Role of collagen degradation pathway in sphingomyelin synthase 2-deficient mouse skin

Abstract

Sphingomyelin synthase (SMS) is the only enzyme that synthesizes sphingomyelin from ceramide. The role of sphingomyelin synthase in epidermis is being understood, but there is no report on its role in the dermis. Quantitative and qualitative evaluation of collagen in SMS2-deficient mice reveals the role of SMS2 in collagen production. SMS2-deficient mice were used for in this study. The dermis thickness was measured by Elastica van Gieson staining, the collagen fiber was observed by Scanning Electron Microscopy, the collagen content by ELISA, the ceramide and sphingomyelin content by Thin Layer Chromatography, the collagen-generating and metabolizing gene expression level by RT-PCR, and MMP13 protein level was measured by western blotting.

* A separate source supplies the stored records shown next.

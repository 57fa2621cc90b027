use std::fmt;

use swipedeck_animation::InterpolationError;

/// Rejected [`crate::SwipeDeckConfig`].
#[derive(Debug, Clone, PartialEq)]
pub enum DeckConfigError {
    NonFiniteValue { field: &'static str },
    NonPositiveReferenceWidth { value: f32 },
    ThresholdFractionOutOfRange { value: f32 },
    OffscreenFactorTooSmall { factor: f32, threshold: f32 },
    ScaleOutOfRange { field: &'static str, value: f32 },
    InvalidSpring,
    Interpolation(InterpolationError),
}

impl fmt::Display for DeckConfigError {
    fn fmt(&self, f: &mut fmt::Formatter<'_>) -> fmt::Result {
        match self {
            DeckConfigError::NonFiniteValue { field } => write!(f, "{field} must be finite"),
            DeckConfigError::NonPositiveReferenceWidth { value } => {
                write!(f, "reference width must be positive, got {value}")
            }
            DeckConfigError::ThresholdFractionOutOfRange { value } => {
                write!(f, "dismiss threshold fraction must be positive, got {value}")
            }
            DeckConfigError::OffscreenFactorTooSmall { factor, threshold } => write!(
                f,
                "offscreen distance factor {factor} must exceed the dismiss threshold {threshold}"
            ),
            DeckConfigError::ScaleOutOfRange { field, value } => {
                write!(f, "{field} must lie in [0, 1], got {value}")
            }
            DeckConfigError::InvalidSpring => {
                write!(f, "spring needs positive stiffness and thresholds")
            }
            DeckConfigError::Interpolation(err) => write!(f, "invalid visual mapping: {err}"),
        }
    }
}

impl std::error::Error for DeckConfigError {
    fn source(&self) -> Option<&(dyn std::error::Error + 'static)> {
        match self {
            DeckConfigError::Interpolation(err) => Some(err),
            _ => None,
        }
    }
}

impl From<InterpolationError> for DeckConfigError {
    fn from(err: InterpolationError) -> Self {
        DeckConfigError::Interpolation(err)
    }
}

Thinner dermis in these mice compared to wild-type mice. A reduced number of collagen fibers were observed, and decreased levels of type I collagen and sphingolipids. Gene expression levels of collagen production-related genes in the dermis were found to be unaltered. The expression of several genes related to collagen degradation was found to be affected. The expression level of TNFα and MMP13 and MMP13 protein levels were increased relative to those of wild-type mice, while the expression level of TIMP1 was decreased. These results indicate that SMS is involved not only in maintaining the sphingolipid content of the epidermal barrier but also in maintaining collagen homeostasis. Further elucidation of the role of SMS2 in the skin may lead to SMS2 comprising a new target for the treatment of skin diseases and the development of functional cosmetics.